Problem
From the data that follows, print exactly the lines starting at the one containing "Deserialize, PartialEq, Default)]" and ending at the one containing "pub const fn kind(&self)"; include both of them and nothing more.

START Source data

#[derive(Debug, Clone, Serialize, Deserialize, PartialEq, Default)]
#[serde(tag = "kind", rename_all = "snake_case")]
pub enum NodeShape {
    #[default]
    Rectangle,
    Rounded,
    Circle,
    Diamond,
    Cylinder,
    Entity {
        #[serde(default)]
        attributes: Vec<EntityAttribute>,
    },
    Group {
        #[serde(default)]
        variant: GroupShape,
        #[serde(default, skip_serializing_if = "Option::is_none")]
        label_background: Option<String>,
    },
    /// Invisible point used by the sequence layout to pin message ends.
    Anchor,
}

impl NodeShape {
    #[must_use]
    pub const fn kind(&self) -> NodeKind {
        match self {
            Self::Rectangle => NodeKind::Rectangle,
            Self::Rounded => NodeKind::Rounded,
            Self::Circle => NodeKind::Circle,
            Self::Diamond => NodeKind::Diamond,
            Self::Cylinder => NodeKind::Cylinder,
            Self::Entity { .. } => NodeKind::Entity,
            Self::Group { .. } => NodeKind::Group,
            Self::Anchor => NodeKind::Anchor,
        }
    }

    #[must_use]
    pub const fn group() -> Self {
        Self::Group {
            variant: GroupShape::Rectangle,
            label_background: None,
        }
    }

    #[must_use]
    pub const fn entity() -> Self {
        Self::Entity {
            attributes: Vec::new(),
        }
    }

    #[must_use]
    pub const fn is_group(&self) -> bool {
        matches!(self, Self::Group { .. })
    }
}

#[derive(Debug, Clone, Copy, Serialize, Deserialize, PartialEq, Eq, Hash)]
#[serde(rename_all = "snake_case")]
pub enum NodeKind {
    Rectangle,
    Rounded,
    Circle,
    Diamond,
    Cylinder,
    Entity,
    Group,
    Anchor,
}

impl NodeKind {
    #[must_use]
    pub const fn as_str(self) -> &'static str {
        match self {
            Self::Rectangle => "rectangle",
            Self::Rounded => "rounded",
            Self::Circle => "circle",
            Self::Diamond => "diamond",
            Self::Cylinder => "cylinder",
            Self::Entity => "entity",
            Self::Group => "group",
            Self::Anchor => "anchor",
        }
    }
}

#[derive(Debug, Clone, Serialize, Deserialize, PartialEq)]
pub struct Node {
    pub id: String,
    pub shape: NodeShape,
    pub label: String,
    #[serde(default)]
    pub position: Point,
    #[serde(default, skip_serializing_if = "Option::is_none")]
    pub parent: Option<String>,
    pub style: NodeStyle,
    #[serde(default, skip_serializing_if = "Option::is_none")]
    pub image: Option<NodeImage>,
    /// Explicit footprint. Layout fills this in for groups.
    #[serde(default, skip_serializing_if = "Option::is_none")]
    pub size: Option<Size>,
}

END Source data
START Source data

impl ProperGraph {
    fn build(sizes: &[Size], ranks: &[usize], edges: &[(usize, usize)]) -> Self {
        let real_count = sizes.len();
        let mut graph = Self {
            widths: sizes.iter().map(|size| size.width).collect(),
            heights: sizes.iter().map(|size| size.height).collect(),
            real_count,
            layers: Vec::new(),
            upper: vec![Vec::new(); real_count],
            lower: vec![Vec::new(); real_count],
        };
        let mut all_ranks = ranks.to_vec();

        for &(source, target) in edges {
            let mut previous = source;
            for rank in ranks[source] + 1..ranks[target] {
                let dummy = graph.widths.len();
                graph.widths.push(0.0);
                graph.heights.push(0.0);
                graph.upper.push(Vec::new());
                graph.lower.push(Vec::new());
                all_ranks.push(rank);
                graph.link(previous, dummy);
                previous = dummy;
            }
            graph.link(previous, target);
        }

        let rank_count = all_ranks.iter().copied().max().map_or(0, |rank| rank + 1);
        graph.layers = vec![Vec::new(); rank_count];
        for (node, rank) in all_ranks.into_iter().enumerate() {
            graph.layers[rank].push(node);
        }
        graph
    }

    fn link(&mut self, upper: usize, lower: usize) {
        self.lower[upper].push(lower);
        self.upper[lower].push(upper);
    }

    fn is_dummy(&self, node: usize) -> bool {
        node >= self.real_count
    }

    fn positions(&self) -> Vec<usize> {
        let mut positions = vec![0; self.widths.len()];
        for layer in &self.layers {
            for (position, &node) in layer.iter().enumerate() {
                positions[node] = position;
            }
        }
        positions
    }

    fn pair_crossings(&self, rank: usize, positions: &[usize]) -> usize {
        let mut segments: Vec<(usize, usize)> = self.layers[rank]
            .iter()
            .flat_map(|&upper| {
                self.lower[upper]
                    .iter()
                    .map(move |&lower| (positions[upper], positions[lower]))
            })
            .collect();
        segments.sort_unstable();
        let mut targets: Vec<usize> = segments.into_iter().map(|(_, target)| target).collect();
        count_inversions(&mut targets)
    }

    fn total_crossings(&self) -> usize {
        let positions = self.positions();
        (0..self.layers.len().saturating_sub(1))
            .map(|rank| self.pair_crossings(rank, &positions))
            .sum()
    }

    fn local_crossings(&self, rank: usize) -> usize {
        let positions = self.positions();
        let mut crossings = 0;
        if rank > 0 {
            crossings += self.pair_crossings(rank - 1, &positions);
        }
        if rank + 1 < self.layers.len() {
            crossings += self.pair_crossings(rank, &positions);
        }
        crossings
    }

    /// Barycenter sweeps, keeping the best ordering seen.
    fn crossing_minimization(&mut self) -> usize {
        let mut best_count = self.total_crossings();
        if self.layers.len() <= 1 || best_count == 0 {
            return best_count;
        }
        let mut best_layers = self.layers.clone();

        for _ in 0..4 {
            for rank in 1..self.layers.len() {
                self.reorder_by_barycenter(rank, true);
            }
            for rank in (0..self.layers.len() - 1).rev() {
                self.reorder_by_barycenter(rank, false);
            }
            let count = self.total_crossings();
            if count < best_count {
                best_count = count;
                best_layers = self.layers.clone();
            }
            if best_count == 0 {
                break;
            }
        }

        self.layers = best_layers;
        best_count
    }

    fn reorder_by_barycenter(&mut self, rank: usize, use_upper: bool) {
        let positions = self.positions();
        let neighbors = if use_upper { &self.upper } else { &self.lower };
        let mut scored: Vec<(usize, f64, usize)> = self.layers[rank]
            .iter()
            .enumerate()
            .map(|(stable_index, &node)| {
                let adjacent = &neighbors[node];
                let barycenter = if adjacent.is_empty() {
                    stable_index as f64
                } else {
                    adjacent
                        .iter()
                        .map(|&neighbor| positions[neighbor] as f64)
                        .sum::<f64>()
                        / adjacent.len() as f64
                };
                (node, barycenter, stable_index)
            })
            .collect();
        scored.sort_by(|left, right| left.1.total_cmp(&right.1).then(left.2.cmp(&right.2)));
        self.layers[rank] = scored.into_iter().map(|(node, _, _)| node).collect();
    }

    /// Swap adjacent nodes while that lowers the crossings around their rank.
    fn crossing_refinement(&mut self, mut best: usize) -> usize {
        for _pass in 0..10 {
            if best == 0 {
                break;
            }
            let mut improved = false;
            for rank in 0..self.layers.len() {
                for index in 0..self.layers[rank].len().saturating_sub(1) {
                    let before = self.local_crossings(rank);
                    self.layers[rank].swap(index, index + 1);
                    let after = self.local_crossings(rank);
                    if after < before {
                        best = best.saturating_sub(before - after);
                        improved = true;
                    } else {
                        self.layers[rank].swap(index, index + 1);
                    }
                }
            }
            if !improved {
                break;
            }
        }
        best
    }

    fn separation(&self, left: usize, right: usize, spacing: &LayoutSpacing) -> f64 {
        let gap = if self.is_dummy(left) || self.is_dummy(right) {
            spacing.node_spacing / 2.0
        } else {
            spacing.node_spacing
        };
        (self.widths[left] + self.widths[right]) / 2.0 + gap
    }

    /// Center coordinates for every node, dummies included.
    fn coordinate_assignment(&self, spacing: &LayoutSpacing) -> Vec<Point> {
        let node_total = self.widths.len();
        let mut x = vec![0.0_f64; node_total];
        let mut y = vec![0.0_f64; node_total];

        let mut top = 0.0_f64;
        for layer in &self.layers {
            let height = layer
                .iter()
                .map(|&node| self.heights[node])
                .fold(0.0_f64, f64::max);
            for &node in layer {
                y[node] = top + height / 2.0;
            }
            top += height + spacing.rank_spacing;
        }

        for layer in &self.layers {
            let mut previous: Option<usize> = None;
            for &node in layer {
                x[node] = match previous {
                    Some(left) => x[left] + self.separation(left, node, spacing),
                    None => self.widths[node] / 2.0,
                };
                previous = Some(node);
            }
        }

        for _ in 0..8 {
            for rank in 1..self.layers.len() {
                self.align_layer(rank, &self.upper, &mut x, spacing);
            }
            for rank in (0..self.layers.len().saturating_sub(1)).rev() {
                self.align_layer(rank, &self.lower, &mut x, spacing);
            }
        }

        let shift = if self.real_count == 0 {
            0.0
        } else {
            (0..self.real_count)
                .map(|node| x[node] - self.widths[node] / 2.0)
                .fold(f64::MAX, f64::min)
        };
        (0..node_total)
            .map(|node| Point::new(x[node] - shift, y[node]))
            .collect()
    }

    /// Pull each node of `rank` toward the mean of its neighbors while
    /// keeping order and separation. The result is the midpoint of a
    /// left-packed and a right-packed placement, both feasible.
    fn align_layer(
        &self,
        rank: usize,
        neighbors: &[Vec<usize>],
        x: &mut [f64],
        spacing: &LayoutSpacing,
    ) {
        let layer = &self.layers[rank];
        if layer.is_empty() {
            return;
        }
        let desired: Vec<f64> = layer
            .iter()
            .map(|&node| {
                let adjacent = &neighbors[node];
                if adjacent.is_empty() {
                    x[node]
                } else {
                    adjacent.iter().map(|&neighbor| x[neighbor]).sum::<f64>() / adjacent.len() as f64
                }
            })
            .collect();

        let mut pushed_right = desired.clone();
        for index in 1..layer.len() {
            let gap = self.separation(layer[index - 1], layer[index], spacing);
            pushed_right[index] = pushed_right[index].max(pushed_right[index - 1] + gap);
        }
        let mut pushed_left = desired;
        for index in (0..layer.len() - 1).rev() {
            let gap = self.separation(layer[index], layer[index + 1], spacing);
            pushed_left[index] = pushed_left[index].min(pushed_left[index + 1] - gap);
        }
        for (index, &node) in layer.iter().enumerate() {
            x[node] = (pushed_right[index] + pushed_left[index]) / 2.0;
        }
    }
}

END Source data
START Source data

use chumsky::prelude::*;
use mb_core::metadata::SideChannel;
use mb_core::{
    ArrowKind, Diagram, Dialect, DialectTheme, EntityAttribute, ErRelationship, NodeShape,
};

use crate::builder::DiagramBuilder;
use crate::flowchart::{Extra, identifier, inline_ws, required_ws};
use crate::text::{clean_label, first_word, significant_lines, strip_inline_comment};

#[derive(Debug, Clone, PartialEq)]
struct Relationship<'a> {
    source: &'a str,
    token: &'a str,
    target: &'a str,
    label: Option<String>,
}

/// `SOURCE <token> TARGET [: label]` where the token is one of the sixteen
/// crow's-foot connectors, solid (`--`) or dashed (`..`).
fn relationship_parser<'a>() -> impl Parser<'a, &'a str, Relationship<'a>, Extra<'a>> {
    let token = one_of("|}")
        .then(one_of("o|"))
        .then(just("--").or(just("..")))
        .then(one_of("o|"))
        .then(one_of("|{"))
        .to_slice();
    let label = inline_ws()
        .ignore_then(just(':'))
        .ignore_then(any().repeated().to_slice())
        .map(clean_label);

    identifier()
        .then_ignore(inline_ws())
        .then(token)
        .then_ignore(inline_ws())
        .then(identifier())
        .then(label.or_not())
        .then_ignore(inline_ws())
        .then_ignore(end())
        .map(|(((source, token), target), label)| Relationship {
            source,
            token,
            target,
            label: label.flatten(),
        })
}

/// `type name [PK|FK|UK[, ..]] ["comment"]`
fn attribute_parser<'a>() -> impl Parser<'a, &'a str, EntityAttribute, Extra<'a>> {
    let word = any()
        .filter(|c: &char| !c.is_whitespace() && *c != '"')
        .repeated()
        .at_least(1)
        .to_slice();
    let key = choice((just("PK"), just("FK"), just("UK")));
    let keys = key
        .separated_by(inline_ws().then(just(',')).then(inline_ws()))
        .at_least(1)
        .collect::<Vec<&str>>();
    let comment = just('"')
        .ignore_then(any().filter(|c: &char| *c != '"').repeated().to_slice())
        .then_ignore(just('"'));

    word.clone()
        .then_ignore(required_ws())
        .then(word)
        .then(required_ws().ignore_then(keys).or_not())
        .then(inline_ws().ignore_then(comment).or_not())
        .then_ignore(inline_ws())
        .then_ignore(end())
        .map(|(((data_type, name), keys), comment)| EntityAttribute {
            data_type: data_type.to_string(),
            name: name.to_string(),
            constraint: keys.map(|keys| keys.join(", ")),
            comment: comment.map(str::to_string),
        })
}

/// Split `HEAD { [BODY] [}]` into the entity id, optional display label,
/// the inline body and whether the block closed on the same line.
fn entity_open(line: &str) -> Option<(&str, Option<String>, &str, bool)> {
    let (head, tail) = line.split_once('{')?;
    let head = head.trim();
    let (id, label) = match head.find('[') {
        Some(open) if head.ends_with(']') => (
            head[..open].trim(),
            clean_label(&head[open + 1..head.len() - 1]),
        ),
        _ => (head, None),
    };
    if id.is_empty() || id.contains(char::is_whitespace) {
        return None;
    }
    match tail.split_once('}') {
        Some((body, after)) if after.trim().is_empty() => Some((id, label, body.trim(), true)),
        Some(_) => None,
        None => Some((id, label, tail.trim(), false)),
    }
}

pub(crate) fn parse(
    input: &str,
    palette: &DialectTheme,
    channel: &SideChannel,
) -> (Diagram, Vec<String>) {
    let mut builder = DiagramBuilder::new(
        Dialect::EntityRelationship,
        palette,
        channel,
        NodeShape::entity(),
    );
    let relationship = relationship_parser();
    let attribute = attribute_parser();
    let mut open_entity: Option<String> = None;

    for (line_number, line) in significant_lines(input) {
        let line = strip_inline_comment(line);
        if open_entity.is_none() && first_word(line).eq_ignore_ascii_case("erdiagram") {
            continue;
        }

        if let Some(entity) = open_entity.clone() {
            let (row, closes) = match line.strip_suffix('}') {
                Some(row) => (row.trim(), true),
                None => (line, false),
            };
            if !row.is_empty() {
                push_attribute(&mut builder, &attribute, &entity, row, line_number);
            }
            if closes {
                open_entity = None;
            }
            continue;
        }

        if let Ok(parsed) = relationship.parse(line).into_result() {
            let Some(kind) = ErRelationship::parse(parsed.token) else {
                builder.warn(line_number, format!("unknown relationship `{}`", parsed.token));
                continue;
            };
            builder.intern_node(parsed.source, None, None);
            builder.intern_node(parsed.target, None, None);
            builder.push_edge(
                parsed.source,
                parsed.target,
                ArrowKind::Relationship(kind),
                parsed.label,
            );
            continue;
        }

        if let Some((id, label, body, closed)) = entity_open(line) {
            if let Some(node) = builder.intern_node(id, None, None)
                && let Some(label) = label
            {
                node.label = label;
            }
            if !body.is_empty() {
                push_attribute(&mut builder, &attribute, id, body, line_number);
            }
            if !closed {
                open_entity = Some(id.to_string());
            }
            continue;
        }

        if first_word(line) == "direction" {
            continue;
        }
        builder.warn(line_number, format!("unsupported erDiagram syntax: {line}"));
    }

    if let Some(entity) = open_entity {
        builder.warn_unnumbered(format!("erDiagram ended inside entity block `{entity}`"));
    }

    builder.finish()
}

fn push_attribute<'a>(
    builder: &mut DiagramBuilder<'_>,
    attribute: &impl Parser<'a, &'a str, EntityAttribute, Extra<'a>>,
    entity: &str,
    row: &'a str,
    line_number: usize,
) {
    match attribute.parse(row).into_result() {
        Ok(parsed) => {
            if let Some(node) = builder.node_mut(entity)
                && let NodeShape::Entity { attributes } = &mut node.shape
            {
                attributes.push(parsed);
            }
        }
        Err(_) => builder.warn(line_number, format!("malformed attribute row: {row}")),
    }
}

END Source data

Written answer
#[derive(Debug, Clone, Serialize, Deserialize, PartialEq, Default)]
#[serde(tag = "kind", rename_all = "snake_case")]
pub enum NodeShape {
    #[default]
    Rectangle,
    Rounded,
    Circle,
    Diamond,
    Cylinder,
    Entity {
        #[serde(default)]
        attributes: Vec<EntityAttribute>,
    },
    Group {
        #[serde(default)]
        variant: GroupShape,
        #[serde(default, skip_serializing_if = "Option::is_none")]
        label_background: Option<String>,
    },
    /// Invisible point used by the sequence layout to pin message ends.
    Anchor,
}

impl NodeShape {
    #[must_use]
    pub const fn kind(&self) -> NodeKind {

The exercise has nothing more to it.